* _What you need to do_
Go through the entries below, count every line with the string "signatures", and answer with only that number.

(Items from a data source)
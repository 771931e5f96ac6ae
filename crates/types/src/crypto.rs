//! Cryptographic key pairs and signatures.
//!
//! Every signer in the network (ballot authors, block-map writers, expel
//! operation signers) uses Ed25519. Keys and signatures serialize as hex
//! strings.

use serde::{Deserialize, Deserializer, Serialize, Serializer};
use std::fmt;

/// A cryptographic key pair for signing.
#[derive(Clone)]
pub struct KeyPair(ed25519_dalek::SigningKey);

impl KeyPair {
    /// Generate a new random keypair.
    pub fn generate() -> Self {
        let mut csprng = rand::rngs::OsRng;
        Self(ed25519_dalek::SigningKey::generate(&mut csprng))
    }

    /// Generate a keypair from a seed (for testing).
    pub fn from_seed(seed: &[u8; 32]) -> Self {
        Self(ed25519_dalek::SigningKey::from_bytes(seed))
    }

    /// Sign a message.
    pub fn sign(&self, message: &[u8]) -> Signature {
        use ed25519_dalek::Signer;
        Signature(self.0.sign(message).to_bytes().to_vec())
    }

    /// Get the public key.
    pub fn public_key(&self) -> PublicKey {
        PublicKey(self.0.verifying_key().to_bytes())
    }
}

impl fmt::Debug for KeyPair {
    fn fmt(&self, f: &mut fmt::Formatter<'_>) -> fmt::Result {
        write!(f, "KeyPair({:?})", self.public_key())
    }
}

/// A public key for signature verification.
#[derive(Clone, Copy, PartialEq, Eq, PartialOrd, Ord, Hash)]
pub struct PublicKey([u8; 32]);

impl PublicKey {
    /// Verify a signature.
    pub fn verify(&self, message: &[u8], signature: &Signature) -> bool {
        use ed25519_dalek::Verifier;
        let pk = match ed25519_dalek::VerifyingKey::from_bytes(&self.0) {
            Ok(pk) => pk,
            Err(_) => return false,
        };
        let sig_array: [u8; 64] = match signature.0.as_slice().try_into() {
            Ok(arr) => arr,
            Err(_) => return false,
        };
        let sig = ed25519_dalek::Signature::from_bytes(&sig_array);
        pk.verify(message, &sig).is_ok()
    }

    /// Get key bytes.
    pub fn as_bytes(&self) -> &[u8; 32] {
        &self.0
    }
}

impl fmt::Debug for PublicKey {
    fn fmt(&self, f: &mut fmt::Formatter<'_>) -> fmt::Result {
        write!(f, "PublicKey({})", hex::encode(self.0))
    }
}

impl fmt::Display for PublicKey {
    fn fmt(&self, f: &mut fmt::Formatter<'_>) -> fmt::Result {
        write!(f, "{}", hex::encode(self.0))
    }
}

impl Serialize for PublicKey {
    fn serialize<S: Serializer>(&self, serializer: S) -> Result<S::Ok, S::Error> {
        serializer.serialize_str(&hex::encode(self.0))
    }
}

impl<'de> Deserialize<'de> for PublicKey {
    fn deserialize<D: Deserializer<'de>>(deserializer: D) -> Result<Self, D::Error> {
        let s = String::deserialize(deserializer)?;
        let mut bytes = [0u8; 32];
        hex::decode_to_slice(&s, &mut bytes).map_err(serde::de::Error::custom)?;
        Ok(Self(bytes))
    }
}

/// A cryptographic signature.
#[derive(Clone, PartialEq, Eq, Hash)]
pub struct Signature(Vec<u8>);

impl Signature {
    /// Create a zero/placeholder signature for testing.
    pub fn zero() -> Self {
        Signature(vec![0u8; 64])
    }

    /// Get signature as byte slice.
    pub fn as_bytes(&self) -> &[u8] {
        &self.0
    }
}

impl fmt::Debug for Signature {
    fn fmt(&self, f: &mut fmt::Formatter<'_>) -> fmt::Result {
        let hex = hex::encode(&self.0);
        write!(f, "Signature({}..)", &hex[..hex.len().min(16)])
    }
}

impl Serialize for Signature {
    fn serialize<S: Serializer>(&self, serializer: S) -> Result<S::Ok, S::Error> {
        serializer.serialize_str(&hex::encode(&self.0))
    }
}

impl<'de> Deserialize<'de> for Signature {
    fn deserialize<D: Deserializer<'de>>(deserializer: D) -> Result<Self, D::Error> {
        let s = String::deserialize(deserializer)?;
        hex::decode(&s)
            .map(Signature)
            .map_err(serde::de::Error::custom)
    }
}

* _Reply to the task_
2